* What this task involves *
Return each line of the entries that mentions the word "WorkflowValidationError".

* Provided material *
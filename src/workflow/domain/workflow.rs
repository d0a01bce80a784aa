//! Configurable workflow state machine.

use super::{
    ConditionInput, ConditionViolation, PostAction, StateCategory, StateId, TransitionCondition,
    WorkflowDefinitionError, WorkflowState, WorkflowValidationError,
};
use crate::task::domain::ActorId;
use serde::{Deserialize, Serialize};
use std::collections::{BTreeMap, HashMap};

/// Allowed move between two workflow states.
#[derive(Debug, Clone, PartialEq, Eq, Serialize, Deserialize)]
pub struct WorkflowTransition {
    /// Source state.
    pub from: StateId,
    /// Target state.
    pub to: StateId,
    /// Guards that must all hold.
    #[serde(default)]
    pub conditions: Vec<TransitionCondition>,
    /// Approvals the request must carry.
    #[serde(default)]
    pub required_approvals: u32,
    /// Actions dispatched after commit.
    #[serde(default)]
    pub post_actions: Vec<PostAction>,
    /// Roles permitted to perform the transition. Empty means any.
    #[serde(default)]
    pub allowed_roles: Vec<String>,
    /// Users permitted to perform the transition. Empty means any.
    #[serde(default)]
    pub allowed_users: Vec<ActorId>,
}

impl WorkflowTransition {
    /// Creates an unrestricted transition.
    #[must_use]
    pub const fn new(from: StateId, to: StateId) -> Self {
        Self {
            from,
            to,
            conditions: Vec::new(),
            required_approvals: 0,
            post_actions: Vec::new(),
            allowed_roles: Vec::new(),
            allowed_users: Vec::new(),
        }
    }

    /// Adds a guard condition.
    #[must_use]
    pub fn with_condition(mut self, condition: TransitionCondition) -> Self {
        self.conditions.push(condition);
        self
    }

    /// Sets the number of required approvals.
    #[must_use]
    pub const fn with_required_approvals(mut self, approvals: u32) -> Self {
        self.required_approvals = approvals;
        self
    }

    /// Adds a post-transition action.
    #[must_use]
    pub fn with_post_action(mut self, action: PostAction) -> Self {
        self.post_actions.push(action);
        self
    }

    /// Restricts the transition to the given roles.
    #[must_use]
    pub fn allowed_for_roles(mut self, roles: impl IntoIterator<Item = impl Into<String>>) -> Self {
        self.allowed_roles.extend(roles.into_iter().map(Into::into));
        self
    }

    /// Restricts the transition to the given users.
    #[must_use]
    pub fn allowed_for_users(mut self, users: impl IntoIterator<Item = ActorId>) -> Self {
        self.allowed_users.extend(users);
        self
    }

    /// Returns whether `actor` may perform the transition.
    #[must_use]
    pub fn permits(&self, actor: &super::Actor) -> bool {
        if self.allowed_roles.is_empty() && self.allowed_users.is_empty() {
            return true;
        }
        self.allowed_users.contains(actor.id())
            || self.allowed_roles.iter().any(|role| actor.has_role(role))
    }
}

/// Serializable workflow description, validated by [`Workflow::new`].
#[derive(Debug, Clone, PartialEq, Eq, Serialize, Deserialize)]
pub struct WorkflowDefinition {
    /// Workflow name.
    pub name: String,
    /// Status assigned to new tasks.
    pub initial_state: StateId,
    /// Terminal status used for soft deletion.
    #[serde(default)]
    pub cancel_state: Option<StateId>,
    /// Declared states.
    pub states: Vec<WorkflowState>,
    /// Transition table.
    #[serde(default)]
    pub transitions: Vec<WorkflowTransition>,
}

/// Validated workflow: the complete transition table for a task's status.
#[derive(Debug, Clone, PartialEq, Eq)]
pub struct Workflow {
    definition: WorkflowDefinition,
    states: BTreeMap<StateId, WorkflowState>,
    transitions: HashMap<(StateId, StateId), WorkflowTransition>,
}

impl Workflow {
    /// Validates a definition and builds its lookup tables.
    ///
    /// # Errors
    ///
    /// Returns [`WorkflowDefinitionError`] when the name is empty, states are
    /// duplicated, references are unknown, a terminal state has outgoing
    /// transitions, the initial state is terminal, or the cancel state is
    /// not terminal.
    pub fn new(definition: WorkflowDefinition) -> Result<Self, WorkflowDefinitionError> {
        if definition.name.trim().is_empty() {
            return Err(WorkflowDefinitionError::EmptyName);
        }

        let mut states = BTreeMap::new();
        for state in &definition.states {
            if states.insert(state.id.clone(), state.clone()).is_some() {
                return Err(WorkflowDefinitionError::DuplicateState(state.id.clone()));
            }
        }

        let initial = states
            .get(&definition.initial_state)
            .ok_or_else(|| WorkflowDefinitionError::UnknownState(definition.initial_state.clone()))?;
        if initial.is_terminal() {
            return Err(WorkflowDefinitionError::TerminalInitialState(
                definition.initial_state.clone(),
            ));
        }

        if let Some(cancel_state) = &definition.cancel_state {
            let cancel = states
                .get(cancel_state)
                .ok_or_else(|| WorkflowDefinitionError::UnknownState(cancel_state.clone()))?;
            if !cancel.is_terminal() {
                return Err(WorkflowDefinitionError::NonTerminalCancelState(
                    cancel_state.clone(),
                ));
            }
        }

        let mut transitions = HashMap::new();
        for transition in &definition.transitions {
            let from = states
                .get(&transition.from)
                .ok_or_else(|| WorkflowDefinitionError::UnknownState(transition.from.clone()))?;
            if !states.contains_key(&transition.to) {
                return Err(WorkflowDefinitionError::UnknownState(transition.to.clone()));
            }
            if from.is_terminal() {
                return Err(WorkflowDefinitionError::TransitionFromTerminal(
                    transition.from.clone(),
                ));
            }
            let key = (transition.from.clone(), transition.to.clone());
            if transitions.insert(key, transition.clone()).is_some() {
                return Err(WorkflowDefinitionError::DuplicateTransition {
                    from: transition.from.clone(),
                    to: transition.to.clone(),
                });
            }
        }

        Ok(Self {
            definition,
            states,
            transitions,
        })
    }

    /// Returns the default software-delivery workflow.
    ///
    /// States: `backlog`, `todo`, `in_progress`, `blocked`, `in_review`,
    /// `done` and `cancelled`.
    #[must_use]
    pub fn standard() -> Self {
        let backlog = StateId::from_static("backlog");
        let todo = StateId::from_static("todo");
        let in_progress = StateId::from_static("in_progress");
        let blocked = StateId::from_static("blocked");
        let in_review = StateId::from_static("in_review");
        let done = StateId::from_static("done");
        let cancelled = StateId::from_static("cancelled");

        let states = vec![
            WorkflowState::new(backlog.clone(), "Backlog", StateCategory::Todo),
            WorkflowState::new(todo.clone(), "To Do", StateCategory::Todo),
            WorkflowState::new(in_progress.clone(), "In Progress", StateCategory::InProgress),
            WorkflowState::new(blocked.clone(), "Blocked", StateCategory::InProgress).blocking(),
            WorkflowState::new(in_review.clone(), "In Review", StateCategory::InProgress),
            WorkflowState::new(done.clone(), "Done", StateCategory::Done),
            WorkflowState::new(cancelled.clone(), "Cancelled", StateCategory::Done),
        ];

        let edges = [
            (&backlog, &todo),
            (&backlog, &cancelled),
            (&todo, &backlog),
            (&todo, &in_progress),
            (&todo, &cancelled),
            (&in_progress, &todo),
            (&in_progress, &blocked),
            (&in_progress, &in_review),
            (&in_progress, &done),
            (&in_progress, &cancelled),
            (&blocked, &in_progress),
            (&blocked, &cancelled),
            (&in_review, &in_progress),
            (&in_review, &done),
            (&in_review, &cancelled),
        ];
        let transitions: Vec<WorkflowTransition> = edges
            .into_iter()
            .map(|(from, to)| WorkflowTransition::new(from.clone(), to.clone()))
            .collect();

        let definition = WorkflowDefinition {
            name: "standard".to_owned(),
            initial_state: backlog,
            cancel_state: Some(cancelled),
            states,
            transitions,
        };
        Self::from_trusted(definition)
    }

    fn from_trusted(definition: WorkflowDefinition) -> Self {
        let states = definition
            .states
            .iter()
            .map(|state| (state.id.clone(), state.clone()))
            .collect();
        let transitions = definition
            .transitions
            .iter()
            .map(|transition| {
                (
                    (transition.from.clone(), transition.to.clone()),
                    transition.clone(),
                )
            })
            .collect();
        Self {
            definition,
            states,
            transitions,
        }
    }

    /// Returns the workflow name.
    #[must_use]
    pub fn name(&self) -> &str {
        &self.definition.name
    }

    /// Returns the definition the workflow was built from.
    #[must_use]
    pub const fn definition(&self) -> &WorkflowDefinition {
        &self.definition
    }

    /// Returns the status assigned to new tasks.
    #[must_use]
    pub const fn initial_state(&self) -> &StateId {
        &self.definition.initial_state
    }

    /// Returns the terminal status used for soft deletion, if configured.
    #[must_use]
    pub const fn cancel_state(&self) -> Option<&StateId> {
        self.definition.cancel_state.as_ref()
    }

    /// Returns the state with the given identifier.
    #[must_use]
    pub fn state(&self, id: &StateId) -> Option<&WorkflowState> {
        self.states.get(id)
    }

    /// Returns all states ordered by identifier.
    pub fn states(&self) -> impl Iterator<Item = &WorkflowState> {
        self.states.values()
    }

    /// Returns whether `id` is a state of this workflow.
    #[must_use]
    pub fn contains_state(&self, id: &StateId) -> bool {
        self.states.contains_key(id)
    }

    /// Returns the category of state `id`.
    #[must_use]
    pub fn category_of(&self, id: &StateId) -> Option<StateCategory> {
        self.states.get(id).map(|state| state.category)
    }

    /// Returns whether `id` is a state in `category`.
    #[must_use]
    pub fn is_in_category(&self, id: &StateId, category: StateCategory) -> bool {
        self.category_of(id) == Some(category)
    }

    /// Returns whether state `id` is terminal.
    #[must_use]
    pub fn is_terminal(&self, id: &StateId) -> bool {
        self.states.get(id).is_some_and(WorkflowState::is_terminal)
    }

    /// Returns whether state `id` is flagged as blocked.
    #[must_use]
    pub fn is_blocked(&self, id: &StateId) -> bool {
        self.states.get(id).is_some_and(|state| state.blocked)
    }

    /// Returns the transition between two states, if declared.
    #[must_use]
    pub fn transition(&self, from: &StateId, to: &StateId) -> Option<&WorkflowTransition> {
        self.transitions.get(&(from.clone(), to.clone()))
    }

    /// Returns the transitions leaving `from`.
    pub fn transitions_from<'a>(
        &'a self,
        from: &'a StateId,
    ) -> impl Iterator<Item = &'a WorkflowTransition> + 'a {
        self.definition
            .transitions
            .iter()
            .filter(move |transition| &transition.from == from)
    }

    /// Validates moving the task in `input` to `to`.
    ///
    /// Terminal states are rejected before the transition table is
    /// consulted. Once a transition is found, every role, approval and
    /// condition check is evaluated so the caller sees all violations.
    ///
    /// # Errors
    ///
    /// Returns [`WorkflowValidationError`] listing every violated rule.
    pub fn validate_transition(
        &self,
        input: &ConditionInput<'_>,
        to: &StateId,
    ) -> Result<&WorkflowTransition, WorkflowValidationError> {
        let from = input.task.status();
        let reject = |violated_conditions| WorkflowValidationError {
            task_id: input.task.id(),
            from: from.clone(),
            to: to.clone(),
            violated_conditions,
        };

        let Some(current) = self.state(from) else {
            return Err(reject(vec![ConditionViolation::UnknownCurrentState(
                from.clone(),
            )]));
        };
        if current.is_terminal() {
            return Err(reject(vec![ConditionViolation::TerminalState(from.clone())]));
        }
        if !self.contains_state(to) {
            return Err(reject(vec![ConditionViolation::UnknownTargetState(
                to.clone(),
            )]));
        }
        let Some(transition) = self.transition(from, to) else {
            return Err(reject(vec![ConditionViolation::NoSuchTransition {
                from: from.clone(),
                to: to.clone(),
            }]));
        };

        let mut violations = Vec::new();
        if !transition.permits(input.actor) {
            violations.push(ConditionViolation::ActorNotAllowed(input.actor.id().clone()));
        }
        if input.approvals < transition.required_approvals {
            violations.push(ConditionViolation::InsufficientApprovals {
                required: transition.required_approvals,
                actual: input.approvals,
            });
        }
        violations.extend(
            transition
                .conditions
                .iter()
                .filter(|condition| !condition.holds(input))
                .cloned()
                .map(ConditionViolation::ConditionFailed),
        );

        if violations.is_empty() {
            Ok(transition)
        } else {
            Err(reject(violations))
        }
    }
}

* Result *
    WorkflowDefinitionError, WorkflowState, WorkflowValidationError,
    /// Returns [`WorkflowValidationError`] listing every violated rule.
    ) -> Result<&WorkflowTransition, WorkflowValidationError> {
        let reject = |violated_conditions| WorkflowValidationError {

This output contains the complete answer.